Anaximenes followed up on the teachings of Anaximander and, with him and Thales, formed the group of the first representatives of Ionic philosophy , the oldest branch of Greek philosophy.

About nature

In his work On Nature , he sees air ( aer ) as primary material ( arché ) and unlimited ( ápeiros ). Everything arises from it: water and rock through compression , fire through dilution . The divine either comes from the air or is the air. He is the first to introduce the concept of the metamorphosis of a substance which later played an important role in Plato , Aristotle and still in modern physics . With this he raises the concept of the primal force, which can only process the primal material. The animating principle lies in the material itself, which is why we are also talking about the doctrine of material animation ( hylozoism ).

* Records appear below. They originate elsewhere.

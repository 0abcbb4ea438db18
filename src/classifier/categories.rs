use crate::models::{CategoryCard, Planet};

/// One browsable category: a named predicate over classified planets.
///
/// Definitions are plain value objects so card generation is a pure
/// function — no closures over UI state, fully unit-testable.
#[derive(Debug, Clone, Copy)]
pub struct CategoryDef {
    pub name: &'static str,
    pub description: &'static str,
    /// Icon slug for the frontend icon set.
    pub icon: &'static str,
    /// Accent color tag for the frontend theme.
    pub color: &'static str,
    pub predicate: fn(&Planet) -> bool,
}

/// Habitability score at or above which a candidate makes the
/// "Potentially Habitable" card.
pub const HABITABLE_SCORE_MIN: u8 = 5;

/// The fixed category list, in display order. Categories overlap — they
/// are an exploratory faceting tool, not a partition.
pub const DEFAULT_CATEGORIES: &[CategoryDef] = &[
    CategoryDef {
        name: "Potentially Habitable",
        description: "Candidates clearing most habitability thresholds",
        icon: "globe",
        color: "green",
        predicate: |p| p.habitability_score >= HABITABLE_SCORE_MIN,
    },
    CategoryDef {
        name: "Water Worlds",
        description: "Insolation consistent with liquid surface water",
        icon: "droplet",
        color: "blue",
        predicate: |p| p.characteristics.water,
    },
    CategoryDef {
        name: "Rocky Planets",
        description: "Sub-Neptune radius, likely terrestrial composition",
        icon: "mountain",
        color: "amber",
        predicate: |p| p.characteristics.rocks,
    },
    CategoryDef {
        name: "Oxygen Candidates",
        description: "Equilibrium temperature in the oxygen-chemistry band",
        icon: "leaf",
        color: "emerald",
        predicate: |p| p.characteristics.oxygen,
    },
    CategoryDef {
        name: "Gas Giants",
        description: "Radius pointing to a hydrogen-dominated envelope",
        icon: "wind",
        color: "purple",
        predicate: |p| p.characteristics.hydrogen,
    },
    CategoryDef {
        name: "Atmosphere Detected",
        description: "Enough stellar flux to retain an atmosphere",
        icon: "cloud",
        color: "sky",
        predicate: |p| p.characteristics.atmosphere,
    },
    CategoryDef {
        name: "Magnetically Shielded",
        description: "Large enough for a dynamo-driven magnetic field",
        icon: "shield",
        color: "indigo",
        predicate: |p| p.characteristics.magnetic_field,
    },
    CategoryDef {
        name: "High Radiation",
        description: "Hot host star bathing the candidate in radiation",
        icon: "zap",
        color: "red",
        predicate: |p| p.characteristics.radiation,
    },
    CategoryDef {
        name: "Forest Worlds",
        description: "Top habitability scores, vegetation-capable conditions",
        icon: "trees",
        color: "teal",
        predicate: |p| p.characteristics.forest,
    },
];

/// Generate the full card set for one run.
///
/// A stable filter: each card lists matching planets in the input order,
/// no re-sort. Cards are regenerated wholesale per run.
pub fn classify(planets: &[Planet], definitions: &[CategoryDef]) -> Vec<CategoryCard> {
    definitions
        .iter()
        .map(|def| {
            let matching: Vec<Planet> = planets
                .iter()
                .filter(|p| (def.predicate)(p))
                .cloned()
                .collect();
            CategoryCard {
                name: def.name.to_string(),
                description: def.description.to_string(),
                icon: def.icon.to_string(),
                color: def.color.to_string(),
                count: matching.len(),
                planets: matching,
            }
        })
        .collect()
}

/// Exclusive category selection: picking the active category again clears
/// the filter, picking another replaces it.
pub fn toggle_selection(current: Option<&str>, chosen: &str) -> Option<String> {
    match current {
        Some(active) if active == chosen => None,
        _ => Some(chosen.to_string()),
    }
}
pub mod category;
pub mod planet;
pub mod record;
pub mod run;
pub mod stats;
pub mod training;

pub use category::CategoryCard;
pub use planet::{Planet, PlanetCharacteristics, PlanetMeasurements, StellarType};
pub use record::RawRecord;
pub use run::AnalysisRun;
pub use stats::{BatchStats, PredictionRow};
pub use training::{ModelManifest, TrainingReport, TuneOutcome, TuneRequest};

The idea of ​​the cosmos as a harmonious, well-ordered whole of the world, which is always changing, but whose substance is eternal, goes back to Anaximenes. In his cosmogony the stars arise from the earth and are all flat and wide and float in the air. The sky is a hemisphere or crystal bowl lying above the earth, which orbits the stars on orbits that are located in the hemisphere. According to Anaximenes, darkness at night is due to the fact that the edge of the earth's disk in the north is bounded by high mountains, behind which the sun remains hidden during the night.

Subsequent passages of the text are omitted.